Supplied material:
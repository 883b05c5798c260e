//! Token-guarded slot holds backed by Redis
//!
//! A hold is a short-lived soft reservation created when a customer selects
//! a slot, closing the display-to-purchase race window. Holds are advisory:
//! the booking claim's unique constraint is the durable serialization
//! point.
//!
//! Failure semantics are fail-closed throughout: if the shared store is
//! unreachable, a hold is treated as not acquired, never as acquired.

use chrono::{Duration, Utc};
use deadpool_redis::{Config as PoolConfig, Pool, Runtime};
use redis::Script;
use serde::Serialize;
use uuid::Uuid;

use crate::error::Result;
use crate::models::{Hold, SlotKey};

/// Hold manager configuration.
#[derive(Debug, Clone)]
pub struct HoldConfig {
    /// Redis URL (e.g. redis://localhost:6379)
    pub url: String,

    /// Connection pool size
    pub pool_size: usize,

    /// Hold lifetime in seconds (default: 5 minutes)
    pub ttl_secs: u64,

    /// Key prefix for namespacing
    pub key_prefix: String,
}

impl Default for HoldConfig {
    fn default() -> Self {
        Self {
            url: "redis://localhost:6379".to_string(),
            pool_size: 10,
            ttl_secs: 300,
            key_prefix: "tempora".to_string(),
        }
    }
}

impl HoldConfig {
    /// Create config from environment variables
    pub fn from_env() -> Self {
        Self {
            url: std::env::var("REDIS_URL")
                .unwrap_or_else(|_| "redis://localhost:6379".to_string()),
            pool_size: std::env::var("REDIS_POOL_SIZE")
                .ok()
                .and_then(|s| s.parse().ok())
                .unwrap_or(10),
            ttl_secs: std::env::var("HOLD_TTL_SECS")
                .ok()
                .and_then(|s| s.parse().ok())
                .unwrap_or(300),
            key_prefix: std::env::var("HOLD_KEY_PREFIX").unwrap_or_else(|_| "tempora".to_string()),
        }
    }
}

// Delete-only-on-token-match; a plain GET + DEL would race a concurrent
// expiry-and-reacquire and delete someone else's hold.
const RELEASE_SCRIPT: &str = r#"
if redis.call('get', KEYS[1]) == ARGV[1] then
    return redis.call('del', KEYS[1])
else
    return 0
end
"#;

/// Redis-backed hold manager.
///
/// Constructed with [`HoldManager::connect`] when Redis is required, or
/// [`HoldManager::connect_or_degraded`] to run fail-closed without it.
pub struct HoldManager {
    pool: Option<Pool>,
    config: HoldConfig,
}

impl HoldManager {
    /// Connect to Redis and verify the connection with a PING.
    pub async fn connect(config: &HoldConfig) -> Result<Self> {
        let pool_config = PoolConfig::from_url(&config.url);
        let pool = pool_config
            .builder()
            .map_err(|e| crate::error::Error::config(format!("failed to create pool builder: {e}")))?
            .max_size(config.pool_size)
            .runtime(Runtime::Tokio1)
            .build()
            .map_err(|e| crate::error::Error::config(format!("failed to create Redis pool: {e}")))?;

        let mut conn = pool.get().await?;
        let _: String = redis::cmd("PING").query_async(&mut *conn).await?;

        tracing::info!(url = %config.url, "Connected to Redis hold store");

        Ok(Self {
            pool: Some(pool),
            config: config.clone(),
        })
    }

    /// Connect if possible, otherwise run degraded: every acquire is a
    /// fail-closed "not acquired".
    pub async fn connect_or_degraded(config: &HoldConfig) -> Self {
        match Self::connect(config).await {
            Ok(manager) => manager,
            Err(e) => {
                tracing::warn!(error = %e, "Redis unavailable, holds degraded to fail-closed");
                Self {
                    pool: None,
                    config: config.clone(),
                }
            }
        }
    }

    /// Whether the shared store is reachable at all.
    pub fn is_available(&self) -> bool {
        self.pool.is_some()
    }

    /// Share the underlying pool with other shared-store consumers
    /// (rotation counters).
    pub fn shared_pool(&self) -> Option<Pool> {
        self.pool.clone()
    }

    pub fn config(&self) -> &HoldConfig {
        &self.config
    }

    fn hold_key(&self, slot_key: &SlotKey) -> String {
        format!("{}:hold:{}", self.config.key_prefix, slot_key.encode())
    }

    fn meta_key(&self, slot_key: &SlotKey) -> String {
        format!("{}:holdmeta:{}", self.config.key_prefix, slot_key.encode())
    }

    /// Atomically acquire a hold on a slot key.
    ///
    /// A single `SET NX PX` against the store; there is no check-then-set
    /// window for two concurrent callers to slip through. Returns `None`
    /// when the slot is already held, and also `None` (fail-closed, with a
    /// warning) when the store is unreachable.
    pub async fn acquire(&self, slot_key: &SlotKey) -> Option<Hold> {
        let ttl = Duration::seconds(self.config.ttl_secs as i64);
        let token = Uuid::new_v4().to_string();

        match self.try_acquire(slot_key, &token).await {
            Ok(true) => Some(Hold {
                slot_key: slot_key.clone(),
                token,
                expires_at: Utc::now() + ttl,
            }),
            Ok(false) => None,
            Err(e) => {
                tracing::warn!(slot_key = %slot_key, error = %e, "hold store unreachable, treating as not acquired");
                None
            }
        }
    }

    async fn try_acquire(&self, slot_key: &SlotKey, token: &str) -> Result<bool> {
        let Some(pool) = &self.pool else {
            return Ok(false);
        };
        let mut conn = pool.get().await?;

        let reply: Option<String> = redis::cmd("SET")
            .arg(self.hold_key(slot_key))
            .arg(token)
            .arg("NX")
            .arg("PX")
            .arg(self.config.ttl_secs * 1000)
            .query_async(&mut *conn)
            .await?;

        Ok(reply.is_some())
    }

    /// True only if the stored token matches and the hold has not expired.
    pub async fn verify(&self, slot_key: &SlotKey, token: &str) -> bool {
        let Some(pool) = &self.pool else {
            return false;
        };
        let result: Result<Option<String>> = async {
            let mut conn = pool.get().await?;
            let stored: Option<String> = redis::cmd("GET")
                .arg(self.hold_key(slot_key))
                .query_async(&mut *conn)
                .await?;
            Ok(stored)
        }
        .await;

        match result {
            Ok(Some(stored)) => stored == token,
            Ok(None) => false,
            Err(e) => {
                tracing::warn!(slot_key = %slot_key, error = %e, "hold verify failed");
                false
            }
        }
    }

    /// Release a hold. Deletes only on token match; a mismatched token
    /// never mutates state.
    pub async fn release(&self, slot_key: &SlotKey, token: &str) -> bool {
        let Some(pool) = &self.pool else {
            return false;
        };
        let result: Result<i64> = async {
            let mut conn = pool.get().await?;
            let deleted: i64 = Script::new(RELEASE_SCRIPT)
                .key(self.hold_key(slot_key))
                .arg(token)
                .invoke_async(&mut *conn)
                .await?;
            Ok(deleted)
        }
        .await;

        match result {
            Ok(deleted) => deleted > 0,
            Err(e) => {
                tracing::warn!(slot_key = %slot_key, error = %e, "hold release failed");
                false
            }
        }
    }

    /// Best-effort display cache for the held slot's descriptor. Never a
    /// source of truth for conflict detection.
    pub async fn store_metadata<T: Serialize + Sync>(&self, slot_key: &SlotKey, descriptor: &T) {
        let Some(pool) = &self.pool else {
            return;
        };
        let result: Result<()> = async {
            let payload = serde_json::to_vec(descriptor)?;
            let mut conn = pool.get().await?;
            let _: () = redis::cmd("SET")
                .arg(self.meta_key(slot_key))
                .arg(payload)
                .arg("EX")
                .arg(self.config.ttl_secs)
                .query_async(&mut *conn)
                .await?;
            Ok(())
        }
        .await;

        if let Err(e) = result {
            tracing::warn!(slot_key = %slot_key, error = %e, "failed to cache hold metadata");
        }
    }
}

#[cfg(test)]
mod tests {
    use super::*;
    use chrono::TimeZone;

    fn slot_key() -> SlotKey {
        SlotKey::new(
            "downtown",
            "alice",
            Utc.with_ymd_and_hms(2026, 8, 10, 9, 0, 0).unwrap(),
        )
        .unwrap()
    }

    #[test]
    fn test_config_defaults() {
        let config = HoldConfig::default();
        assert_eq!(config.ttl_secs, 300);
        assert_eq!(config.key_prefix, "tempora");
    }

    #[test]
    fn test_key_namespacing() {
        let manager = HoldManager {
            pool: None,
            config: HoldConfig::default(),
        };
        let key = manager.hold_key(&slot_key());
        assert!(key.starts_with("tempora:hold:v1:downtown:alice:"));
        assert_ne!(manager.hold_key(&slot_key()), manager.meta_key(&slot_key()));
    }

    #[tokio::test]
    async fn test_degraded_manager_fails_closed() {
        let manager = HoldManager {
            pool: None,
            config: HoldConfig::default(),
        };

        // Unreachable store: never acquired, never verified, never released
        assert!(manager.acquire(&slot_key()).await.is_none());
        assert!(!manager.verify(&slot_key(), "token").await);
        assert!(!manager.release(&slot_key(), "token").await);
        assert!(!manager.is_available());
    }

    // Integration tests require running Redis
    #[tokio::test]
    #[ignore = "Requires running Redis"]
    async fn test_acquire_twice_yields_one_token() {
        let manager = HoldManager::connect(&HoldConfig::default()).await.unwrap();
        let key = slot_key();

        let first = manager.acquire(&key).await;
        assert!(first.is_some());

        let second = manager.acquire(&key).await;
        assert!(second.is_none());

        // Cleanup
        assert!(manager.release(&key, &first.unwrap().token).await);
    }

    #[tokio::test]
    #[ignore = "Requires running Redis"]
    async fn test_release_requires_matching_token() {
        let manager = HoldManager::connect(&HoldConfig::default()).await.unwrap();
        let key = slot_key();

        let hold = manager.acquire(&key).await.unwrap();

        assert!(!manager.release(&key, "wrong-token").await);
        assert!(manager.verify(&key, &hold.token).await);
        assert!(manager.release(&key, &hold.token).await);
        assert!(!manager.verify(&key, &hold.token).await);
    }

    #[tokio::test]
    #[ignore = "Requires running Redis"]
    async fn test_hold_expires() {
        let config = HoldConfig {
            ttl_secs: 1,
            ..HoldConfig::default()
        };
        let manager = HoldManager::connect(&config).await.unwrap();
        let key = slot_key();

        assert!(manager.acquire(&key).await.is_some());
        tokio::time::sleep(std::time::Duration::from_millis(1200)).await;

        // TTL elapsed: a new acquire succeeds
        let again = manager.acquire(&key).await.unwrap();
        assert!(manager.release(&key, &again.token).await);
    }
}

...

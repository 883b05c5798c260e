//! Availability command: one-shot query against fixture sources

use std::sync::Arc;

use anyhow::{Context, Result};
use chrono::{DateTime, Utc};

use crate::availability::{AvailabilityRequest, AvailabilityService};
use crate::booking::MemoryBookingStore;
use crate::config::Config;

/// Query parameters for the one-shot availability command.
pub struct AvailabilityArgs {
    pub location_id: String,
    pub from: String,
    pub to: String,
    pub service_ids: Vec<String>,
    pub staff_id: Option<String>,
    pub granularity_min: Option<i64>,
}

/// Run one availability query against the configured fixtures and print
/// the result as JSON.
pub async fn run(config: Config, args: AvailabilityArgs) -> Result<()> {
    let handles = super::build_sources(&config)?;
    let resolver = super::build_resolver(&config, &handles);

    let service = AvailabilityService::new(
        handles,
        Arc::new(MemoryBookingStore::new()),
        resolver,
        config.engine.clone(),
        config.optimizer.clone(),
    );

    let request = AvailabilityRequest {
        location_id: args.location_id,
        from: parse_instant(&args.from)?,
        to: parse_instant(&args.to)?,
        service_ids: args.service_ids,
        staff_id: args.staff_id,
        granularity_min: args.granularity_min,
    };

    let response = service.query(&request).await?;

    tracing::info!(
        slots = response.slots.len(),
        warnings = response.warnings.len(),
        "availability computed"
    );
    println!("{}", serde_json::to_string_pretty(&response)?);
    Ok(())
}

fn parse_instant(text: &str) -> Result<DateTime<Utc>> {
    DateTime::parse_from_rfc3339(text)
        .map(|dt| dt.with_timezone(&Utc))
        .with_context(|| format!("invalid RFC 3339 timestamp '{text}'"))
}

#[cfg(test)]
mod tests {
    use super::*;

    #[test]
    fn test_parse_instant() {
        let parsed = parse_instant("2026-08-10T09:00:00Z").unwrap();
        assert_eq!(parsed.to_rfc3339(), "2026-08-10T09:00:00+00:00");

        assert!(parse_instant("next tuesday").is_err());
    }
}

What the task requires:
Take every line above that includes "KEYS" and list it.

Completed exercise:
if redis.call('get', KEYS[1]) == ARGV[1] then
    return redis.call('del', KEYS[1])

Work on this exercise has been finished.